Wednesday, February 6, 2019

Depression Sucks

Gonna toss out a content warning (as we leftists love to do on Facebook nowadays):
Depression, anxiety, and thoughts of suicide will be discussed here.

First things first, here's my obligatory meme so I can really show off my link on social media:



As we've entered into a near year and we're all another year older, I can say that I've had depression for nearly twenty years now. That's a long fucking time!

Most people think of depression as this permanent fixture, as though you are always sad. This isn't true. Despite my long history of depression, there's been moments where I've experienced happiness. Hell, this blog started with showing me as a very happy, new, thin athlete. My year after I had bariatric surgery was pretty nice. There's been other times when I've felt pretty happy as well. My wedding day. The birth of my kids. The first days when I got home from war. But eventually, depression (and its best bud, anxiety) have always come back.

I've seen therapists and they didn't have a lot of help for me. I saw three therapists between 2015 and 2018, and I ended my sessions with them after each one asked me up front, "What are you hoping to get out of this?" Along with other things they told me, I understood that it was psychologist speak for, "I don't know how to help you." Some would put me on pills, and they would help for a while, but eventually, I'd be back at square one. I began to think I was broken. Three fucking therapists (as well as the VA nurse that I saw back in 2011) couldn't get me to be less depressed and anxious. I am just stuck living with extreme sadness and fear until the day I fucking die.

And that's when you start going to dark places. "What's the point of going on if I have to spend the next 40-60 years of my life feeling like absolute shit?" is a question I've asked myself more than once.

Mental health advocates have long been telling people that depression is something that's in your head. "You have a chemical imbalance in your brain", is what they like to tell you. A lack of serotonin or dopamine is why you feel this way. So when the pills eventually stop working, it makes you feel like shit to know that your brain is fucked up. You go back to feeling broken. Nobody can fix you.

And it's all bullshit.

Almost a year ago I came across a video in my Facebook feed that was interviewing a man named Johann Hari (shown below). The first thing he says is, "You're not crazy. Your pain is not a pathology. Your pain makes sense. We are depressed and anxious in this culture for perfectly good reasons." That is some very comforting words to hear when you've been told for years that you're in pain because you're broken.


After seeing that, I immediately downloaded Johann Hari's book, Lost Connections to my Kindle. I read the entire book in two days. The basic premise of the book is, You're not depressed because you have a broken brain. You're depressed because your life sucks, and it's (probably) not your fault.

After being told for years that I'm depressed because my brain is fucked up, being told the obvious-that my life sucks and I have perfectly good reasons for being depressed and anxious-felt like a breath of fresh air.

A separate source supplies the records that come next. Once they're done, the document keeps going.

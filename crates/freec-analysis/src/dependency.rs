//! Declaration dependency graphs and strongly connected components.
//!
//! Vertices are the declarations of one module; an edge points from a
//! declaration to each other declaration whose name it references.
//! Components come out in reverse-topological order over the condensation,
//! so every component precedes the components that depend on it. Vertex
//! order inside a component and DFS root order both follow source order,
//! which makes the output deterministic.

use indexmap::IndexMap;
use rustc_hash::FxHashSet;

use freec_common::{Diagnostic, Reporter, Result};
use freec_ir::{FuncDecl, Name, QName, TypeDecl};

/// One strongly connected component of the dependency graph.
///
/// `NonRecursive` is a singleton without a self-edge; everything else is
/// `Recursive`, including a singleton that calls itself.
#[derive(Clone, Debug, PartialEq, Eq)]
pub enum Component {
    NonRecursive(usize),
    Recursive(Vec<usize>),
}

impl Component {
    /// Member declaration indices in source order.
    #[must_use]
    pub fn members(&self) -> Vec<usize> {
        match self {
            Component::NonRecursive(index) => vec![*index],
            Component::Recursive(indices) => indices.clone(),
        }
    }

    #[must_use]
    pub fn is_recursive(&self) -> bool {
        matches!(self, Component::Recursive(_))
    }
}

/// Dependency components of the type declarations, dependencies first.
///
/// A recursive component consisting of type synonyms only (or containing a
/// synonym-to-synonym cycle) cannot be expanded and is a fatal error.
pub fn type_components(
    decls: &[TypeDecl],
    module: Option<&str>,
    file: &str,
    reporter: &mut Reporter,
) -> Result<Vec<Component>> {
    let names: IndexMap<Name, usize> = decls
        .iter()
        .enumerate()
        .map(|(index, decl)| (decl.ident().name.clone(), index))
        .collect();

    let edges: Vec<Vec<usize>> = decls
        .iter()
        .map(|decl| {
            let mut cons = Vec::new();
            match decl {
                TypeDecl::Data(data) => {
                    for con in &data.cons {
                        for field in &con.fields {
                            field.collect_cons(&mut cons);
                        }
                    }
                }
                TypeDecl::Syn(syn) => syn.body.collect_cons(&mut cons),
            }
            resolve_edges(&cons, &names, module)
        })
        .collect();

    let components = condense(decls.len(), &edges);
    check_synonym_cycles(decls, &edges, &components, file, reporter)?;
    Ok(components)
}

/// Dependency components of the function declarations, dependencies first.
#[must_use]
pub fn func_components(decls: &[FuncDecl], module: Option<&str>) -> Vec<Component> {
    let names: IndexMap<Name, usize> = decls
        .iter()
        .enumerate()
        .map(|(index, decl)| (decl.ident.name.clone(), index))
        .collect();

    let edges: Vec<Vec<usize>> = decls
        .iter()
        .map(|decl| {
            let mut refs = Vec::new();
            decl.body.collect_refs(&mut refs);
            resolve_edges(&refs, &names, module)
        })
        .collect();

    condense(decls.len(), &edges)
}

/// Map referenced names to declaration indices. A reference qualified with
/// the current module counts the same as its unqualified form.
fn resolve_edges(
    refs: &[&QName],
    names: &IndexMap<Name, usize>,
    module: Option<&str>,
) -> Vec<usize> {
    let mut out = Vec::new();
    let mut seen = FxHashSet::default();
    for reference in refs {
        let local = match &reference.module {
            None => true,
            Some(m) => Some(m.as_str()) == module,
        };
        if local
            && let Some(&index) = names.get(&reference.name)
            && seen.insert(index)
        {
            out.push(index);
        }
    }
    out
}

/// A recursive component may mix data types and synonyms (the synonyms are
/// expanded into the inductive bodies), but a cycle running through
/// synonyms alone never terminates under expansion.
fn check_synonym_cycles(
    decls: &[TypeDecl],
    edges: &[Vec<usize>],
    components: &[Component],
    file: &str,
    reporter: &mut Reporter,
) -> Result<()> {
    for component in components {
        let Component::Recursive(members) = component else {
            continue;
        };
        let syn_members: Vec<usize> = members
            .iter()
            .copied()
            .filter(|&index| matches!(decls[index], TypeDecl::Syn(_)))
            .collect();
        if syn_members.is_empty() {
            continue;
        }

        // Restrict the graph to this component's synonyms and look for a
        // cycle in the restriction.
        let syn_set: FxHashSet<usize> = syn_members.iter().copied().collect();
        let sub_edges: Vec<Vec<usize>> = syn_members
            .iter()
            .map(|&index| {
                edges[index]
                    .iter()
                    .copied()
                    .filter(|target| syn_set.contains(target))
                    .map(|target| {
                        syn_members
                            .iter()
                            .position(|&m| m == target)
                            .expect("target is a member")
                    })
                    .collect()
            })
            .collect();
        let has_cycle = condense(syn_members.len(), &sub_edges)
            .iter()
            .any(Component::is_recursive);
        if has_cycle {
            let first = &decls[syn_members[0]];
            return Err(reporter.report_fatal(Diagnostic::error(
                file,
                first.ident().span,
                format!(
                    "type synonym '{}' is mutually recursive and cannot be expanded",
                    first.ident().name
                ),
            )));
        }
    }
    Ok(())
}

// =============================================================================
// Iterative Tarjan
// =============================================================================

/// One DFS frame of the explicit-stack Tarjan traversal.
struct Visit {
    vertex: usize,
    next_edge: usize,
}

/// Strongly connected components in reverse-topological order.
///
/// Plain Tarjan, with the recursion replaced by an explicit stack so that
/// adversarially deep dependency chains cannot overflow the call stack.
fn condense(vertex_count: usize, edges: &[Vec<usize>]) -> Vec<Component> {
    const UNVISITED: usize = usize::MAX;

    let mut index = vec![UNVISITED; vertex_count];
    let mut low = vec![0usize; vertex_count];
    let mut on_stack = vec![false; vertex_count];
    let mut stack: Vec<usize> = Vec::new();
    let mut visits: Vec<Visit> = Vec::new();
    let mut counter = 0usize;
    let mut components = Vec::new();

    for root in 0..vertex_count {
        if index[root] != UNVISITED {
            continue;
        }
        visits.push(Visit {
            vertex: root,
            next_edge: 0,
        });
        index[root] = counter;
        low[root] = counter;
        counter += 1;
        stack.push(root);
        on_stack[root] = true;

        while let Some(visit) = visits.last_mut() {
            let v = visit.vertex;
            if visit.next_edge < edges[v].len() {
                let w = edges[v][visit.next_edge];
                visit.next_edge += 1;
                if index[w] == UNVISITED {
                    index[w] = counter;
                    low[w] = counter;
                    counter += 1;
                    stack.push(w);
                    on_stack[w] = true;
                    visits.push(Visit {
                        vertex: w,
                        next_edge: 0,
                    });
                } else if on_stack[w] {
                    low[v] = low[v].min(index[w]);
                }
                continue;
            }

            // All edges of `v` done: pop the frame, maybe emit a component.
            visits.pop();
            if let Some(parent) = visits.last() {
                let p = parent.vertex;
                low[p] = low[p].min(low[v]);
            }
            if low[v] == index[v] {
                let mut members = Vec::new();
                loop {
                    let w = stack.pop().expect("tarjan stack underflow");
                    on_stack[w] = false;
                    members.push(w);
                    if w == v {
                        break;
                    }
                }
                members.sort_unstable();
                let component = if members.len() == 1 && !edges[v].contains(&v) {
                    Component::NonRecursive(v)
                } else {
                    Component::Recursive(members)
                };
                components.push(component);
            }
        }
    }

    components
}

#[cfg(test)]
#[path = "tests/dependency.rs"]
mod tests;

Johann Hari's book lists nine reasons why people in our society face depression and anxiety, and I plan on doing a separate post on each one of them, as well as a tenth that I'm adding in. Here's the list of those:

1. Disconnection from Meaningful Work
2. Disconnection from Other People
3. Disconnecting from Meaningful Values
4. Disconnection from Childhood Trauma
5. Disconnection from Status and Respect
6. Disconnection from the Natural World
7. Disconnection from a Hopeful or Secure Future
8. Genetic issues
9. Long Term Effects of Depression on the Brain
10. Poor Nutrition

The last one is the one I added, and I'll probably be discussing that first.

The biggest takeaway from the book is that there aren't any easy solutions for depression. For decades, self help gurus have made a fortune selling books with easy answers, because those answers were always solutions done individually. But they typically don't work, because the real solutions to depression are collective ones. Meaning, we as society need to make major changes. Major changes, that are going to have to be sold to the populace at large before they can be made.

The past three months have been really hard for me. Depression does come in waves, and for the last three months, it's been a rough one.

In my past, depression was easy to manage because I only had to take care of me. I'd wake up whenever I felt like it (I worked nights, so I didn't have to worry about sleeping past my work time), would get drunk and/or high, and spend my whole day playing video games. All the drugs and distraction kept me in a pleasant state of denial about my mental health.

The past few months, I fell back into those habits. I drank to excess almost nightly. I started smoking weed again. And I would spend my night hours playing old Xbox 360 video games. Problem with that now, is I'm a husband and a parent. I can't just wake up whenever and do nothing. I have adult shit. I have to cook food, clean, and spend time with my kids. I got tired from the depression and hangovers, and still had to do all that adult stuff (as well as my job). I would feel good when I was seven sheets to the wind and capturing my thousandth Man of War on Assassin's Creed IV: Black Flag, but being completely drained the next day only made my depression worse.

Depression literally sucks. It sucks the life out of you, and it makes being a responsible adult insanely hard.

Fortunately, I feel like my spell of depression finally broke a few days ago. It's too early to tell if I'm out of the woods (for now, anyway), but at the moment, it feels like coming up for air after nearly drowning.

Lost Connections is available at Amazon or your local library.